俺はベッドで寝ながら昨日のことを思い出していた。



あれがほんとに幻なのか?いや、水野あかりは確かにいた。そして水野あかりの母親もいた。そして俺の目の前で首を切って死んだはずだ。そう、アーツさんと同じような死に方だった。


「・・・・・・・・・・・・見ることです」


突然耳元で声がした。


「誰だ!」


声が聞こえた。確かに聞こえた。だが、声だけで姿は見えなかった。


聞いたことのある懐かしい声だった。


・・・・・・・・・・・・・それが誰の声が俺にはわからなかった。





翌朝、俺は退院をした。退院した日が日曜日だったので学校も休みで助かった。


俺は水野あかりと水野あかりの母親が気になり、水野あかりの家に行くことにした。


家といっても彼女らの家は俺のアパートのすぐ隣の一軒家である。彼女の父親が離婚する前に慰謝料代わりにもらったらしい。



俺は彼女の家に着き、チャイムを鳴らした。


だが、誰も出なかった。


人の気配もなく、まるで誰も住んでいないような感じだった。

俺はその日の夜、母親に聞いてみた


「あーー、水野さん所、引っ越したんですって」


「それっていつなの?」


「いつって昨日よ、昨日」



「いきなり?なんで?」



「知らないわよ。向こうの家族のことなんて」


「水野さんのお母さんと話ししたの?」


「しないわよ。私だって、他の人から聞いたから。それに蒼何回も言わせないで、水野さん家とは話をしないで」




「なんで水野さんと話したらいけないの?」

そういうと母親はまた昨日のような無表情の顔になった。

「いいから!!あんたはそのままあたしのいうことを聞きなさい!

!!」



それは俺が今まで聞いたことのない声だった。


「蒼。この話はここまで。母さん今日は疲れてるの。わかる。眠たいの」



そう言って、母親は布団に入って寝てしまった。


水野あかりはどこに行ったのか?



俺はあの出来事があったことをがまるですべて幻のように思えた。


今、この世界はほんとにどうなっているのか?


俺はそれから高校生になった。


名のある進学校であり、近所や母親からもすごいすごいと褒められた。


だが、俺はあの日の水野あかりの出来事から時間が止まったような感覚だった。


高校生活でも俺は最初は問題なく過ごすことができた。

だがある日、俺の生活は一変した。


母親が若年性認知症になった。


俺は若くしてヤングケアラーになった。


「母さん、ただいま」


俺は最初こそ高校に通っていたが、それも長くは持たず、高校を中退し、母親のケアをすることになった。

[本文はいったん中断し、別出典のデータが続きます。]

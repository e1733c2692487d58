//! Configuration for speech synthesis

use serde::{Deserialize, Serialize};

/// Speech synthesis configuration
#[derive(Debug, Clone, Serialize, Deserialize)]
#[serde(default)]
pub struct SpeechConfig {
    /// Which engine serves requests
    pub engine: EngineKind,

    /// Root URL of the external TTS service (`{endpoint}/api/tts`).
    /// Without it the HTTP engine is not built and every request gets placeholder audio.
    pub endpoint: Option<String>,

    /// Per-request timeout for the external service
    pub timeout_secs: u64,

    /// Sample rate of locally generated audio (tone and placeholder)
    pub sample_rate: u32,

    /// Longest accepted text, in bytes
    pub max_text_length: usize,
}

/// TTS engine selection
#[derive(Debug, Clone, Copy, Serialize, Deserialize, PartialEq, Eq, Default)]
#[serde(rename_all = "lowercase")]
pub enum EngineKind {
    /// External HTTP service at `endpoint`
    #[default]
    Http,
    /// Local sine stub
    Tone,
}

impl Default for SpeechConfig {
    fn default() -> Self {
        Self {
            engine: EngineKind::Http,
            endpoint: None,
            timeout_secs: 30,
            sample_rate: 22_050,
            max_text_length: 100_000,
        }
    }
}

impl SpeechConfig {
    pub fn validate(&self) -> Result<(), String> {
        if let Some(ref endpoint) = self.endpoint {
            if !(endpoint.starts_with("http://") || endpoint.starts_with("https://")) {
                return Err(format!("TTS endpoint must be an http(s) URL, got '{}'", endpoint));
            }
        }
        if self.timeout_secs == 0 {
            return Err("timeout_secs cannot be 0".to_string());
        }
        if !(8_000..=96_000).contains(&self.sample_rate) {
            return Err(format!("sample_rate must be 8000-96000 Hz, got {}", self.sample_rate));
        }
        if self.max_text_length == 0 {
            return Err("max_text_length cannot be 0".to_string());
        }
        Ok(())
    }
}

/// One synthesis request, matching the `/api/tts` body
#[derive(Debug, Clone, Default, PartialEq, Serialize, Deserialize)]
pub struct SpeechRequest {
    pub text: String,
    #[serde(default)]
    pub voice: Option<String>,
    #[serde(default)]
    pub speed: Option<f64>,
    #[serde(default)]
    pub pitch: Option<f64>,
}

impl SpeechRequest {
    pub fn new(text: impl Into<String>) -> Self {
        Self {
            text: text.into(),
            ..Self::default()
        }
    }

    /// Carry over the voice hints of a directive
    pub fn with_hints(mut self, hints: &nova_core::TtsHints) -> Self {
        self.voice = hints.voice.clone();
        self.speed = hints.speed;
        self.pitch = hints.pitch;
        self
    }
}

「おかえりなさい、蒼」母親は俺のことを覚えていることができたが、普通の生活が送れなかった。


「あれ、これどうやるんだっけ?」物忘れ、徘徊、記憶の混濁など、ありとあらゆる障害が発生した。


「ごめんなさいね、蒼」


「母さん、いいよ気にしなくて。家事は全部俺がするから。母さんはゆっくりしてて」

俺は必死に母親の介護を行った。だが、それも虚しく、母親は脳に癌が見つかり5年後死んだ。


俺は成人になった直後に天涯孤独になった。


天涯孤独になった俺は仕事をしようと思ったが、学歴は高校中退。


できることは限られていた。



まあ、これも運命なのかもしれない。前世でも俺は天涯孤独だったし。


今回は母親が最初にいてくれたからこそ幸せだった。



「若い兄ちゃんこっちも頼む」



「わかりました」


俺は近くの工場で何とか雇われ、しばらく働くことにした。


そして、最低限の生活をし、貯金を蓄えた。



そして2年がたち、俺は一度仕事を辞めた。


ポールコールマンと水野あかりを探す旅に出ようと決めたのである。


ポールがこの世界にいるかはわからない。


だが、探してみる価値はある。



そして、カギを握っているのが水野あかりだと俺は確信している。



水野あかりの右の耳たぶにポールと一緒のイヤリングがあったからだ。